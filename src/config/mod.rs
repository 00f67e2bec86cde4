#[cfg(feature = "cli")]
pub mod cli;
#[cfg(feature = "lambda")]
pub mod lambda;

use crate::utils::error::ConfigError;
use crate::utils::validation::{require_all, validate_url, Validate};
use std::collections::HashMap;
use std::env;
use std::time::Duration;

pub const API_URL: &str = "API_URL";
pub const S3_BUCKET: &str = "S3_BUCKET";
pub const S3_KEY: &str = "S3_KEY";
pub const SNS_TOPIC_ARN: &str = "SNS_TOPIC_ARN";

pub const REQUIRED_VARS: [&str; 4] = [API_URL, S3_BUCKET, S3_KEY, SNS_TOPIC_ARN];

/// Raw values of the required keys, captured once at the start of a run.
#[derive(Debug, Clone, Default)]
pub struct EnvSnapshot {
    values: HashMap<String, String>,
}

impl EnvSnapshot {
    pub fn from_process() -> Self {
        let values = REQUIRED_VARS
            .iter()
            .filter_map(|key| env::var(key).ok().map(|v| (key.to_string(), v)))
            .collect();
        Self { values }
    }

    pub fn from_pairs<I, K, V>(pairs: I) -> Self
    where
        I: IntoIterator<Item = (K, V)>,
        K: Into<String>,
        V: Into<String>,
    {
        Self {
            values: pairs
                .into_iter()
                .map(|(k, v)| (k.into(), v.into()))
                .collect(),
        }
    }

    /// Returns the value for `key`, treating an empty string as unset.
    pub fn get(&self, key: &str) -> Option<&str> {
        self.values
            .get(key)
            .map(String::as_str)
            .filter(|v| !v.is_empty())
    }

    pub fn topic_arn(&self) -> Option<&str> {
        self.get(SNS_TOPIC_ARN)
    }
}

#[derive(Debug, Clone, PartialEq, Eq)]
pub struct PipelineConfig {
    pub api_url: String,
    pub s3_bucket: String,
    pub s3_key: String,
    pub sns_topic_arn: String,
}

impl PipelineConfig {
    pub fn resolve(snapshot: &EnvSnapshot) -> Result<Self, ConfigError> {
        let resolved = require_all(&REQUIRED_VARS, |key| snapshot.get(key).map(str::to_string))?;
        let mut values: HashMap<&str, String> = resolved.into_iter().collect();
        let mut take = |key: &str| values.remove(key).unwrap_or_default();

        let config = Self {
            api_url: take(API_URL),
            s3_bucket: take(S3_BUCKET),
            s3_key: take(S3_KEY),
            sns_topic_arn: take(SNS_TOPIC_ARN),
        };
        config.validate()?;
        Ok(config)
    }

    pub fn from_env() -> Result<Self, ConfigError> {
        Self::resolve(&EnvSnapshot::from_process())
    }
}

impl Validate for PipelineConfig {
    fn validate(&self) -> Result<(), ConfigError> {
        validate_url(API_URL, &self.api_url)?;
        tracing::debug!("✅ Pipeline configuration validation passed");
        Ok(())
    }
}

/// Fetch retry policy: exponential backoff, transient 5xx only.
#[derive(Debug, Clone)]
pub struct FetchPolicy {
    pub timeout: Duration,
    pub max_attempts: u32,
    pub backoff_base: Duration,
    pub backoff_multiplier: u32,
    pub retry_statuses: Vec<u16>,
}

impl Default for FetchPolicy {
    fn default() -> Self {
        Self {
            timeout: Duration::from_secs(10),
            max_attempts: 3,
            backoff_base: Duration::from_secs(2),
            backoff_multiplier: 2,
            retry_statuses: vec![500, 502, 503, 504],
        }
    }
}

impl FetchPolicy {
    /// Wait before retry number `retry` (1-based): base, base*m, base*m^2, ...
    pub fn backoff(&self, retry: u32) -> Duration {
        let factor = self
            .backoff_multiplier
            .saturating_pow(retry.saturating_sub(1));
        self.backoff_base.saturating_mul(factor)
    }

    pub fn is_transient(&self, status: u16) -> bool {
        self.retry_statuses.contains(&status)
    }
}

/// Upload retry policy: fixed delay between attempts.
#[derive(Debug, Clone)]
pub struct UploadPolicy {
    pub max_attempts: u32,
    pub delay: Duration,
    pub content_type: String,
}

impl Default for UploadPolicy {
    fn default() -> Self {
        Self {
            max_attempts: 3,
            delay: Duration::from_secs(5),
            content_type: "text/plain".to_string(),
        }
    }
}

#[derive(Debug, Clone)]
pub struct FilterPolicy {
    pub field: String,
    pub threshold: f64,
}

impl Default for FilterPolicy {
    fn default() -> Self {
        Self {
            field: "price".to_string(),
            threshold: 50.0,
        }
    }
}

/// Policy constants for one run.
#[derive(Debug, Clone, Default)]
pub struct PipelinePolicy {
    pub fetch: FetchPolicy,
    pub upload: UploadPolicy,
    pub filter: FilterPolicy,
}
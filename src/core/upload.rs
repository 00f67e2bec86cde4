use crate::config::UploadPolicy;
use crate::domain::model::{FilteredPayload, UploadStatus};
use crate::domain::ports::ObjectStore;

/// Puts the payload into object storage with a fixed-delay retry.
/// Never returns an error: the outcome is carried by [`UploadStatus`].
pub struct Uploader<S: ObjectStore> {
    store: S,
    policy: UploadPolicy,
}

impl<S: ObjectStore> Uploader<S> {
    pub fn new(store: S, policy: UploadPolicy) -> Self {
        Self { store, policy }
    }

    pub async fn upload(&self, payload: &FilteredPayload, bucket: &str, key: &str) -> UploadStatus {
        let max_attempts = self.policy.max_attempts.max(1);

        for attempt in 1..=max_attempts {
            // 每次重試都重送完整內容
            let result = self
                .store
                .put_object(bucket, key, payload.as_bytes(), &self.policy.content_type)
                .await;

            match result {
                Ok(()) => {
                    tracing::info!(
                        "✅ File successfully uploaded to S3: s3://{}/{} ({} bytes)",
                        bucket,
                        key,
                        payload.len()
                    );
                    return UploadStatus::Successful;
                }
                Err(e) if !e.is_retryable() => {
                    tracing::warn!("Upload attempt {} failed with a non-retryable error: {}", attempt, e);
                    return UploadStatus::Failed {
                        reason: e.to_string(),
                    };
                }
                Err(e) if attempt < max_attempts => {
                    tracing::warn!(
                        "🔄 Upload attempt {} failed: {}. Retrying in {:?}...",
                        attempt,
                        e,
                        self.policy.delay
                    );
                    tokio::time::sleep(self.policy.delay).await;
                }
                Err(e) => {
                    tracing::warn!("All {} upload attempts failed. Giving up.", max_attempts);
                    return UploadStatus::Failed {
                        reason: e.to_string(),
                    };
                }
            }
        }

        UploadStatus::Failed {
            reason: "no upload attempt was made".to_string(),
        }
    }
}
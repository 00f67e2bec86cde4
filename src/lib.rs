pub mod config;
pub mod core;
pub mod domain;
pub mod utils;

#[cfg(feature = "cli")]
pub use crate::config::cli::{CliConfig, ConsoleChannel, LocalStorage};

#[cfg(feature = "lambda")]
pub use crate::config::lambda::{S3Storage, SnsChannel};

pub use crate::config::{EnvSnapshot, PipelineConfig, PipelinePolicy};
pub use crate::core::{
    etl::EtlEngine, fetch::HttpFetcher, notify::Notifier, transform::Transformer,
    upload::Uploader,
};
pub use crate::domain::model::{RunOutcome, RunReport};
pub use crate::utils::error::{EtlError, Result};
use crate::utils::error::ConfigError;
use serde::{Deserialize, Serialize};
use std::fmt;

/// One item of the API response. Key order follows the response body.
#[derive(Debug, Clone, PartialEq, Serialize, Deserialize)]
pub struct Record {
    pub data: serde_json::Map<String, serde_json::Value>,
}

pub type RecordBatch = Vec<Record>;

/// Tab-separated text produced by the transform stage, buffered whole in memory.
#[derive(Debug, Clone, PartialEq)]
pub struct FilteredPayload {
    pub columns: Vec<String>,
    pub row_count: usize,
    body: Vec<u8>,
}

impl FilteredPayload {
    pub fn new(columns: Vec<String>, row_count: usize, body: Vec<u8>) -> Self {
        Self {
            columns,
            row_count,
            body,
        }
    }

    pub fn as_bytes(&self) -> &[u8] {
        &self.body
    }

    pub fn len(&self) -> usize {
        self.body.len()
    }

    pub fn is_empty(&self) -> bool {
        self.body.is_empty()
    }
}

#[derive(Debug, Clone, Copy, PartialEq, Eq, Hash)]
pub enum Stage {
    Init,
    Validating,
    Fetching,
    Transforming,
    Uploading,
    Notifying,
    Done,
}

impl fmt::Display for Stage {
    fn fmt(&self, f: &mut fmt::Formatter<'_>) -> fmt::Result {
        let name = match self {
            Stage::Init => "Init",
            Stage::Validating => "Validate Environment",
            Stage::Fetching => "Fetch Data",
            Stage::Transforming => "Process Data",
            Stage::Uploading => "S3 Upload",
            Stage::Notifying => "Notify",
            Stage::Done => "Done",
        };
        f.write_str(name)
    }
}

#[derive(Debug, Clone, PartialEq, Eq)]
pub enum UploadStatus {
    Successful,
    Failed { reason: String },
}

/// Final classification of a run. Drives both the notification and the returned status.
#[derive(Debug, Clone, PartialEq, Eq)]
pub enum RunOutcome {
    Success,
    ConfigurationFailed(ConfigError),
    FetchFailed(String),
    TransformFailed(String),
    UploadFailed(String),
}

pub const FAILURE_SUBJECT: &str = "Data Pipeline Failure Notification";
pub const SUCCESS_SUBJECT: &str = "Data Pipeline Success Notification";

impl RunOutcome {
    pub fn is_success(&self) -> bool {
        matches!(self, RunOutcome::Success)
    }

    pub fn status_code(&self) -> u16 {
        if self.is_success() {
            200
        } else {
            500
        }
    }

    pub fn failed_stage(&self) -> Option<Stage> {
        match self {
            RunOutcome::Success => None,
            RunOutcome::ConfigurationFailed(_) => Some(Stage::Validating),
            RunOutcome::FetchFailed(_) => Some(Stage::Fetching),
            RunOutcome::TransformFailed(_) => Some(Stage::Transforming),
            RunOutcome::UploadFailed(_) => Some(Stage::Uploading),
        }
    }

    /// Short body returned to the caller.
    pub fn body(&self) -> &'static str {
        match self {
            RunOutcome::Success => "Pipeline completed successfully.",
            RunOutcome::ConfigurationFailed(ConfigError::MissingConfiguration { .. }) => {
                "Missing required environment variables."
            }
            RunOutcome::ConfigurationFailed(ConfigError::InvalidValue { .. }) => {
                "Invalid configuration."
            }
            RunOutcome::FetchFailed(_) => "Data fetch failed.",
            RunOutcome::TransformFailed(_) => "Data processing failed.",
            RunOutcome::UploadFailed(_) => "S3 upload failed.",
        }
    }

    pub fn subject(&self) -> &'static str {
        if self.is_success() {
            SUCCESS_SUBJECT
        } else {
            FAILURE_SUBJECT
        }
    }

    /// Human-readable status line sent with the notification.
    pub fn message(&self) -> String {
        match self {
            RunOutcome::Success => "All pipeline processes completed successfully!".to_string(),
            RunOutcome::ConfigurationFailed(err) => err.to_string(),
            RunOutcome::FetchFailed(detail)
            | RunOutcome::TransformFailed(detail)
            | RunOutcome::UploadFailed(detail) => {
                let stage = self.failed_stage().unwrap_or(Stage::Init);
                format!("Data pipeline failed at the {} stage: {}", stage, detail)
            }
        }
    }
}

/// Result handed back to the invoker, serialized as `{"statusCode", "body"}`.
#[derive(Debug, Clone, Serialize)]
pub struct RunReport {
    #[serde(rename = "statusCode")]
    pub status_code: u16,
    pub body: String,
    #[serde(skip)]
    pub outcome: RunOutcome,
}

impl From<RunOutcome> for RunReport {
    fn from(outcome: RunOutcome) -> Self {
        Self {
            status_code: outcome.status_code(),
            body: outcome.body().to_string(),
            outcome,
        }
    }
}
━━━━━━━━━━━━━━━━
*PROBLEM STATEMENT:* Using only the entries above, output the line with "use std::fmt;", the line with "impl fmt::Display for", and all lines between them, exactly as they stand.

*RESPONSE TO THE EXERCISE:*
use std::fmt;

/// One item of the API response. Key order follows the response body.
#[derive(Debug, Clone, PartialEq, Serialize, Deserialize)]
pub struct Record {
    pub data: serde_json::Map<String, serde_json::Value>,
}

pub type RecordBatch = Vec<Record>;

/// Tab-separated text produced by the transform stage, buffered whole in memory.
#[derive(Debug, Clone, PartialEq)]
pub struct FilteredPayload {
    pub columns: Vec<String>,
    pub row_count: usize,
    body: Vec<u8>,
}

impl FilteredPayload {
    pub fn new(columns: Vec<String>, row_count: usize, body: Vec<u8>) -> Self {
        Self {
            columns,
            row_count,
            body,
        }
    }

    pub fn as_bytes(&self) -> &[u8] {
        &self.body
    }

    pub fn len(&self) -> usize {
        self.body.len()
    }

    pub fn is_empty(&self) -> bool {
        self.body.is_empty()
    }
}

#[derive(Debug, Clone, Copy, PartialEq, Eq, Hash)]
pub enum Stage {
    Init,
    Validating,
    Fetching,
    Transforming,
    Uploading,
    Notifying,
    Done,
}

impl fmt::Display for Stage {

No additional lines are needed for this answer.